**Records for the exercise:**

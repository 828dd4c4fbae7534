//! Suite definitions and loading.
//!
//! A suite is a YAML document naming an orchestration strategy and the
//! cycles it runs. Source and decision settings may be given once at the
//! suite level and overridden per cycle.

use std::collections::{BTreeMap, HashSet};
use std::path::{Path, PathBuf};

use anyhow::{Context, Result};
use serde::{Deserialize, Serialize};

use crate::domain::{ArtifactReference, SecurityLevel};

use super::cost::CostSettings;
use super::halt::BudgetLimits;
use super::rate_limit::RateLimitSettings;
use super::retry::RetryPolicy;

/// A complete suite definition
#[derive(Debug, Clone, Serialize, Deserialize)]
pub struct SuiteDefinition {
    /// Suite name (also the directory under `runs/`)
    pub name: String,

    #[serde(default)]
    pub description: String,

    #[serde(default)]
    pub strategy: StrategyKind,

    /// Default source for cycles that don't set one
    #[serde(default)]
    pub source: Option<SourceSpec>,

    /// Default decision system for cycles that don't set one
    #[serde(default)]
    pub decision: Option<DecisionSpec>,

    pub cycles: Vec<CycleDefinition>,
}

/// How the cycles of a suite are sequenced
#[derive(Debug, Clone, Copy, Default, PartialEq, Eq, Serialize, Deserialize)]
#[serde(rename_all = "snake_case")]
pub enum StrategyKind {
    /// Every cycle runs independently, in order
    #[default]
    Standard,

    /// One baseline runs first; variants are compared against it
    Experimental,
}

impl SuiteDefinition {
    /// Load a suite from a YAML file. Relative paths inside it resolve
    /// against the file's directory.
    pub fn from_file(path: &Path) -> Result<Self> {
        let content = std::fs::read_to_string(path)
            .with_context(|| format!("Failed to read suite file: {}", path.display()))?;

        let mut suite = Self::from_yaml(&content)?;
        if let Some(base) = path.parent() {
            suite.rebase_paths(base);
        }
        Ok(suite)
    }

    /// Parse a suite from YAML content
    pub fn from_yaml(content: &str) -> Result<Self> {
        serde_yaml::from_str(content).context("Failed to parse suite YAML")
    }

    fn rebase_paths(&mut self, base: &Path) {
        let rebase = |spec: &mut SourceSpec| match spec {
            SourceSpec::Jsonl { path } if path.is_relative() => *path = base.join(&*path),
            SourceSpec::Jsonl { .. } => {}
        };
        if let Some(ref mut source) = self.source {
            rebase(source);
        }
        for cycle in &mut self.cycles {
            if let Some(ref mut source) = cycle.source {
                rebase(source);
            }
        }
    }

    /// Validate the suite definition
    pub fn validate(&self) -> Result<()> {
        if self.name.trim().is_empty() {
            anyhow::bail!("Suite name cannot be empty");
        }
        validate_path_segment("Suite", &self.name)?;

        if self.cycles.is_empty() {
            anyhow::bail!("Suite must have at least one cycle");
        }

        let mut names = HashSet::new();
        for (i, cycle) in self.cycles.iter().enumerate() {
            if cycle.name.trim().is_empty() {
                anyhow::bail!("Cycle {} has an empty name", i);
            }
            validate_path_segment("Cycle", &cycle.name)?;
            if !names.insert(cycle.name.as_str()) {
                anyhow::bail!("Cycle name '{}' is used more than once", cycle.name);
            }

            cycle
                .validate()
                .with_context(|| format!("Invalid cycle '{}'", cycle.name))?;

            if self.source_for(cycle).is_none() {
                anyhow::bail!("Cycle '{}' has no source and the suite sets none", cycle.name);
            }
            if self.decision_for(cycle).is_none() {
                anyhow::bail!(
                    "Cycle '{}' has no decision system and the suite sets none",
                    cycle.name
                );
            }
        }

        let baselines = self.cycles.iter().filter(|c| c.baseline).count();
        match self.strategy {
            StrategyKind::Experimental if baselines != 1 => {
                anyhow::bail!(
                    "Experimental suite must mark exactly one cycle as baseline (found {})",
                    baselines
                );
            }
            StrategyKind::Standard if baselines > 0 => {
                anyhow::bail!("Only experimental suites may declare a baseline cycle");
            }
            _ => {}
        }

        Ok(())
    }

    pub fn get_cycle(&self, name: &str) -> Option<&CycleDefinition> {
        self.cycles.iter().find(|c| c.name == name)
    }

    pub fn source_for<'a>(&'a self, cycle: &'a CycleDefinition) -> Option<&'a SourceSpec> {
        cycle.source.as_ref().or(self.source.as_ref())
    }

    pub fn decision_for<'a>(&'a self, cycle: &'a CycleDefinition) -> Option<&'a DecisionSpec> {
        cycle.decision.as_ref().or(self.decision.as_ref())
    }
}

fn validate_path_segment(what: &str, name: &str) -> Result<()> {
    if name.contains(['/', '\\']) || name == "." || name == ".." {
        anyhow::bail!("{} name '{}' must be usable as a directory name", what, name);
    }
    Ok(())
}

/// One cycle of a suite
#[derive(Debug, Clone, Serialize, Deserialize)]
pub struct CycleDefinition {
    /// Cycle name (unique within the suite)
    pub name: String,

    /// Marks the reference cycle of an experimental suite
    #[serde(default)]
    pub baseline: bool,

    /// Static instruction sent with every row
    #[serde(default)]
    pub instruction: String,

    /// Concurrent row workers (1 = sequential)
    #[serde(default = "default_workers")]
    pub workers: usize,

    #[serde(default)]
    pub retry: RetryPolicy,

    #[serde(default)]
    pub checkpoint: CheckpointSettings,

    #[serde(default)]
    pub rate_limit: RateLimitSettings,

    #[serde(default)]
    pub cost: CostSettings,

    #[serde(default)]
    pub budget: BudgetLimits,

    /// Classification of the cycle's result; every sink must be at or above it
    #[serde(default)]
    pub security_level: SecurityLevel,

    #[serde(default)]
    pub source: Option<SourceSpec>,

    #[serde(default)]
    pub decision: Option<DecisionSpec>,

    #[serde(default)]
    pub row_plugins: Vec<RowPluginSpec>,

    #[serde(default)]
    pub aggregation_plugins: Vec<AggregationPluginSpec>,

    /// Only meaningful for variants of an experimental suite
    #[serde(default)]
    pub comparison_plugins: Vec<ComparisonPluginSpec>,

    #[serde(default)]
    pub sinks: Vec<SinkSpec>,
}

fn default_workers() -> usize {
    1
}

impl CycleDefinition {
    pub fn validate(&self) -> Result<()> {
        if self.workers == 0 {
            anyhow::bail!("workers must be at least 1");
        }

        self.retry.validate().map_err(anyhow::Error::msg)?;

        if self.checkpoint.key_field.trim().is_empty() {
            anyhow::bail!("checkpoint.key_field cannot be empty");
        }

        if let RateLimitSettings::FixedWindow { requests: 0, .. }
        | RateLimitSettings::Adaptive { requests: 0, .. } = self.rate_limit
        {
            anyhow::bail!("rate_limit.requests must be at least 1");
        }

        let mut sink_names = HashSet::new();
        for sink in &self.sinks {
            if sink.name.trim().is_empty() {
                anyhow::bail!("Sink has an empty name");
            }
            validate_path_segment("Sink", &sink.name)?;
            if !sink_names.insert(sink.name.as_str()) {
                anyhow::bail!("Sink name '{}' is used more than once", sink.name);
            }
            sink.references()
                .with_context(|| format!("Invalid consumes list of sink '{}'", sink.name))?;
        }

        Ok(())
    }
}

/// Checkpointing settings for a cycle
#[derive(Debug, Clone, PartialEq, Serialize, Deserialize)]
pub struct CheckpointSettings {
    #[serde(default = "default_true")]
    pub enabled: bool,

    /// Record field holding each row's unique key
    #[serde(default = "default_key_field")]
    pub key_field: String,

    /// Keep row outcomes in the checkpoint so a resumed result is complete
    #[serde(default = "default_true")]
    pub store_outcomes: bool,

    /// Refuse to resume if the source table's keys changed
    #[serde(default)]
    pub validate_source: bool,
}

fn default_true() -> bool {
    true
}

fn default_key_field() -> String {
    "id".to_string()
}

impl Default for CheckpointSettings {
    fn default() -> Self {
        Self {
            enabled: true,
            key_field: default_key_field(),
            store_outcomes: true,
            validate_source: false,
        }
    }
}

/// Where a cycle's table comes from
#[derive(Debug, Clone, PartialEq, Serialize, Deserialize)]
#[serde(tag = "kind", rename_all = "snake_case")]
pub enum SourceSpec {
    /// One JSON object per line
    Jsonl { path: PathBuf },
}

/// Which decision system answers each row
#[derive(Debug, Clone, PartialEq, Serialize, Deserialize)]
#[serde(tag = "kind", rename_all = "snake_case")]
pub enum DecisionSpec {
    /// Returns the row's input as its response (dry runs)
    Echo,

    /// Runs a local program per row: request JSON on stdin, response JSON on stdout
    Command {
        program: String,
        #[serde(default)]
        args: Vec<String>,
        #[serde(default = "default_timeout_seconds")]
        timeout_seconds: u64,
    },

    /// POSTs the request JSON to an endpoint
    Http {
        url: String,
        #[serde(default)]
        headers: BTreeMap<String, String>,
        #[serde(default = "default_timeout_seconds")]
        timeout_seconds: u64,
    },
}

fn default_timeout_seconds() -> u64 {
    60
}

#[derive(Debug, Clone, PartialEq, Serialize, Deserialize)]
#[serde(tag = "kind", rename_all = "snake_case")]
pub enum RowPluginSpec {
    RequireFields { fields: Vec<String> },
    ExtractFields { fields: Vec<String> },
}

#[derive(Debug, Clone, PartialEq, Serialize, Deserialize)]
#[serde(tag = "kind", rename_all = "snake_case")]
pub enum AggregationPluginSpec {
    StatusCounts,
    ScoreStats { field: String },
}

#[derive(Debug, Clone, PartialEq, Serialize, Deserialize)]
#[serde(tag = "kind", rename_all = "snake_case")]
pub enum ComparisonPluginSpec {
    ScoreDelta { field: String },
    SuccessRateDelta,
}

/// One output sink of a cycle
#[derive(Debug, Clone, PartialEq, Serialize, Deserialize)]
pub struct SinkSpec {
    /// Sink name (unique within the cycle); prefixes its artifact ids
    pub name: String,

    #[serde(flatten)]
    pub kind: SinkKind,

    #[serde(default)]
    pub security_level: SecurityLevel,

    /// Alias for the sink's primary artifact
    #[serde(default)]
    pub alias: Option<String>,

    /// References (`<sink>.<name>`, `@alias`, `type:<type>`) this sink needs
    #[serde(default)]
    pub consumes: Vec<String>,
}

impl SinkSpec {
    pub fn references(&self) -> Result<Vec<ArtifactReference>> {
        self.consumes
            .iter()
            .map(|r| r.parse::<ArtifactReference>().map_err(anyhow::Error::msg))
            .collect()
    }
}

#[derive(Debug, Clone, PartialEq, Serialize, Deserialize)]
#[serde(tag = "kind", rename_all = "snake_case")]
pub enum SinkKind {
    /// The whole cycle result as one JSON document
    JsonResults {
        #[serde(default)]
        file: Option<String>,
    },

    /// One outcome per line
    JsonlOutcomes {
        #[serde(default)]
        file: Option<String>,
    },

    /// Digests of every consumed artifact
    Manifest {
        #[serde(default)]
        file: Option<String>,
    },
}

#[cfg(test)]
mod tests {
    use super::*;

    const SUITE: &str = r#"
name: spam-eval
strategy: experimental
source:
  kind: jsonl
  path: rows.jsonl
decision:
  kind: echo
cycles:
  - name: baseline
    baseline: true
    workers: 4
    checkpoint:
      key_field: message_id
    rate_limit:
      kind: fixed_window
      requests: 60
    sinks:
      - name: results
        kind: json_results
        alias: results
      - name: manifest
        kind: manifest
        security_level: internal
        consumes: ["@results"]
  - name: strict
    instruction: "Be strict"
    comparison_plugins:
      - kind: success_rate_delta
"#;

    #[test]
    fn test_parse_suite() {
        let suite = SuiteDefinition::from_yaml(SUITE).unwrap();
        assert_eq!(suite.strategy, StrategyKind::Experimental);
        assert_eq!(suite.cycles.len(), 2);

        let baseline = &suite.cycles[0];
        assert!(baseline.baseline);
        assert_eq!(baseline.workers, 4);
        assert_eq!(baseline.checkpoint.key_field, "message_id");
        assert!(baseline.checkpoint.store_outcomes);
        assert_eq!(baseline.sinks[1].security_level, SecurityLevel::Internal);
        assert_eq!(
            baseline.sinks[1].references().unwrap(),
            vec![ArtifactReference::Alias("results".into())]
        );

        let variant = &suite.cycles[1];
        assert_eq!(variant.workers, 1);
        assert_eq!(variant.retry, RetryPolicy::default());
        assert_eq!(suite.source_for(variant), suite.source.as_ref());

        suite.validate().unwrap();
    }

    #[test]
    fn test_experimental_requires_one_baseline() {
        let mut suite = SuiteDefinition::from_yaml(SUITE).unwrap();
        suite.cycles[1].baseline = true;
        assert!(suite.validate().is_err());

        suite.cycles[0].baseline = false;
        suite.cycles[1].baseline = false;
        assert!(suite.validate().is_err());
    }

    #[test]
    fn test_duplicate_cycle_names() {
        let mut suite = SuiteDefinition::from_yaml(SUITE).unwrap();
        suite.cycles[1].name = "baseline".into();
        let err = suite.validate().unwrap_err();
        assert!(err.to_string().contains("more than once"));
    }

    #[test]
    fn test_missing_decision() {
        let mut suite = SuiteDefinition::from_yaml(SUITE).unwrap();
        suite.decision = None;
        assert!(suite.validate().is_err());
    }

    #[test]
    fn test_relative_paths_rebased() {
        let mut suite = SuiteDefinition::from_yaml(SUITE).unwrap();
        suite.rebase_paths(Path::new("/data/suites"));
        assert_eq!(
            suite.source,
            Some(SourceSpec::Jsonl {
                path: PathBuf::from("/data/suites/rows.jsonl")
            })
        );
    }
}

==

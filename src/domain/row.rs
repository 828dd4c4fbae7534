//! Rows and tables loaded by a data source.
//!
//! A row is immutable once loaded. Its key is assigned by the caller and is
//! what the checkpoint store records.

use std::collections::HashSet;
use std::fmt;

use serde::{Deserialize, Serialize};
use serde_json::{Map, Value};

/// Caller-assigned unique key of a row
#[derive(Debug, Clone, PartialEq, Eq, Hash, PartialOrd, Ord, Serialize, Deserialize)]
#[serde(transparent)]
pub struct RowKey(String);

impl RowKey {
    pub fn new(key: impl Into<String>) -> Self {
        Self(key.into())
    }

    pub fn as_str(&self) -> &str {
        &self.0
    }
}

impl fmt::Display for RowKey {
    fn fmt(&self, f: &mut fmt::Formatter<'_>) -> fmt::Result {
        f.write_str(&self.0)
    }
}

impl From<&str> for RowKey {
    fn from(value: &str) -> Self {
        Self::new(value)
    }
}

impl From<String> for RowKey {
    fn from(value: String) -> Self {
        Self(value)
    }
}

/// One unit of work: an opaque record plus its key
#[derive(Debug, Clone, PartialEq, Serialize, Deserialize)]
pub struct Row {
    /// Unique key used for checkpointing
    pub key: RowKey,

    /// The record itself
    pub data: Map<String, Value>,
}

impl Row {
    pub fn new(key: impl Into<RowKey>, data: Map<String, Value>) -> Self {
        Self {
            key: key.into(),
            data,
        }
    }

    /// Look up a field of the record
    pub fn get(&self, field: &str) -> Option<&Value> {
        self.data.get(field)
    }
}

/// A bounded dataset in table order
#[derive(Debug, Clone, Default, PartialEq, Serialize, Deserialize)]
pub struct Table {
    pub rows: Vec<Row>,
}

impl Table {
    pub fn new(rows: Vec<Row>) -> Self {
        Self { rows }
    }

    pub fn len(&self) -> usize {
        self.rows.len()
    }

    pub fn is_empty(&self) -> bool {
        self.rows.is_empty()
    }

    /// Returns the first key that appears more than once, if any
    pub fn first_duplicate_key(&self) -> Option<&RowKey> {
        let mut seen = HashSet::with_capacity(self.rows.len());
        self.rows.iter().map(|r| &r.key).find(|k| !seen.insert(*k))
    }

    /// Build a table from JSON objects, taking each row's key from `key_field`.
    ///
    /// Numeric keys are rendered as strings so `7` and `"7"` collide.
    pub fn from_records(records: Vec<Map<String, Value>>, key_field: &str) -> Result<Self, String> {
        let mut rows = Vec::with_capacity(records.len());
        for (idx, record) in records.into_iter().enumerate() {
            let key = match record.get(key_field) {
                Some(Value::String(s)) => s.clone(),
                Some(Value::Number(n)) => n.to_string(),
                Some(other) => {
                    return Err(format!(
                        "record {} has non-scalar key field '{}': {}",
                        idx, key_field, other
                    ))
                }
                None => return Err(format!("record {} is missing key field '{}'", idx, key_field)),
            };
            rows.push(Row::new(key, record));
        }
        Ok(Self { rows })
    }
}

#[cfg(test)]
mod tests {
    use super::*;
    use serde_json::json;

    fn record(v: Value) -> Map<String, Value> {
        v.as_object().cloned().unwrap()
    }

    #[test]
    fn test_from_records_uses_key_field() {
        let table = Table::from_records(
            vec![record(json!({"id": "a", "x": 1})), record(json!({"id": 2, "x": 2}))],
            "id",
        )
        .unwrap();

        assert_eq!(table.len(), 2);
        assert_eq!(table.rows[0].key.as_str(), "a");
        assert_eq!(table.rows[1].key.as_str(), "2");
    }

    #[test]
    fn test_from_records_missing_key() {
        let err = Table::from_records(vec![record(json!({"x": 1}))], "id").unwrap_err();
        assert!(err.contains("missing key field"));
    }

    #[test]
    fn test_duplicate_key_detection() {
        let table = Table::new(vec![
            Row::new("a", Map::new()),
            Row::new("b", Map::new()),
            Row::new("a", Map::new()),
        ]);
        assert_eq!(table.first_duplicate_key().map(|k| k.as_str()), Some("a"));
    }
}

---

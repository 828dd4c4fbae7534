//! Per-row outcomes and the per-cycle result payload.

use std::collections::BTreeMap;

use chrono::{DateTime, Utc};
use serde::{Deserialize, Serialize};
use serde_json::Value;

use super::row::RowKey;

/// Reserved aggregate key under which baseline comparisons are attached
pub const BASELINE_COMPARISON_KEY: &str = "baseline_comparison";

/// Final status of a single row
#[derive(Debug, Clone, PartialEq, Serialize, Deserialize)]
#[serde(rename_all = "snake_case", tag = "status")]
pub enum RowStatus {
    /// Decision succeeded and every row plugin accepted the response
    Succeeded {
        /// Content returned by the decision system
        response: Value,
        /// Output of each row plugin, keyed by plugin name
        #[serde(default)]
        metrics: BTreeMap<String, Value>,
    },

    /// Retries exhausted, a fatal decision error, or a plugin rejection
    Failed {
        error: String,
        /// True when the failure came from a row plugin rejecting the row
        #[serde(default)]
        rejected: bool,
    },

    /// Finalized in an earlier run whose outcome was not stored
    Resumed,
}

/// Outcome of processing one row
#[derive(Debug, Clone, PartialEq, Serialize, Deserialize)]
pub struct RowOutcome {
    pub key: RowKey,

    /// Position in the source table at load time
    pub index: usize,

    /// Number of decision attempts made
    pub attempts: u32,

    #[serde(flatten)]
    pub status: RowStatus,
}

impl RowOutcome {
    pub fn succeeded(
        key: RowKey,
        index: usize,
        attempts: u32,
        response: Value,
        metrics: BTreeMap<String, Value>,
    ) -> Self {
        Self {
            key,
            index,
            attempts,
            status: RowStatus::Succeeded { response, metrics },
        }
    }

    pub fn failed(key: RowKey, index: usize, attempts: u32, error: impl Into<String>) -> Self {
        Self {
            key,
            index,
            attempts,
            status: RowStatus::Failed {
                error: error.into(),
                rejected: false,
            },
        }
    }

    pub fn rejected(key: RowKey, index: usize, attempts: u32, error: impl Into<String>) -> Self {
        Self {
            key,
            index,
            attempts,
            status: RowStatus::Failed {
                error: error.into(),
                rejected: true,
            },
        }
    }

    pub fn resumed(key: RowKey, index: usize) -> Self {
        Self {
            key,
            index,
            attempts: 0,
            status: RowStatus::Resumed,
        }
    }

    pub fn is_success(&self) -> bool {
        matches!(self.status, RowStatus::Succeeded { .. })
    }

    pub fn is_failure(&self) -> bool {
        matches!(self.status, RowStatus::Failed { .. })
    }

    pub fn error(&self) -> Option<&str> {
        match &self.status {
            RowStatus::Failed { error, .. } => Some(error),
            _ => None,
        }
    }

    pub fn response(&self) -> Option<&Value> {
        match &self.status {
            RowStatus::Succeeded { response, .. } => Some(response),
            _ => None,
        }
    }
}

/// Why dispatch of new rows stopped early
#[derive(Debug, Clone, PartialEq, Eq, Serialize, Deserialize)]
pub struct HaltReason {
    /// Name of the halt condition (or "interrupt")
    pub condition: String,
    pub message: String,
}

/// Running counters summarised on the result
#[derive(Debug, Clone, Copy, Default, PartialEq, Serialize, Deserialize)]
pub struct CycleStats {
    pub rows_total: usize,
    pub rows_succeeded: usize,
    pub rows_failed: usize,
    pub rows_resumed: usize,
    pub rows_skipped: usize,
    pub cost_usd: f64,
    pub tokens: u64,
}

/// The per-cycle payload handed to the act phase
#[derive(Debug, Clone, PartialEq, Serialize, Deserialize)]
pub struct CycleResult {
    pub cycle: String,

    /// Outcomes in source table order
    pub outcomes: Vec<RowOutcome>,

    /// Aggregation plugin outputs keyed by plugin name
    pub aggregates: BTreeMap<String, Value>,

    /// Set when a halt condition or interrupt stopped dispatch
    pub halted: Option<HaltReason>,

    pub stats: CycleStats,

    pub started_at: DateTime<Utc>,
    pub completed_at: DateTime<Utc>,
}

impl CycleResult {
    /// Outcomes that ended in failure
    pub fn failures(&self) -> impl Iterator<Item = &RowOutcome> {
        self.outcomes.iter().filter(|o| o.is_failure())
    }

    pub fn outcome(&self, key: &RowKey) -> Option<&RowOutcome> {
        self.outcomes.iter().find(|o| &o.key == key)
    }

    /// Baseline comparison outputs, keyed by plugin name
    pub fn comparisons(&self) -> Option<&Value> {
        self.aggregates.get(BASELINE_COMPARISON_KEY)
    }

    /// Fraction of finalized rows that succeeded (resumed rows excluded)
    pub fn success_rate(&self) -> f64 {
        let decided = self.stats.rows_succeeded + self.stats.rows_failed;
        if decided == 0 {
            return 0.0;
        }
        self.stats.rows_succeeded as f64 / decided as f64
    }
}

**The problem:**
A single number is needed: how many lines of the material contain the word "SinkKind".

**Reply to the task:**
2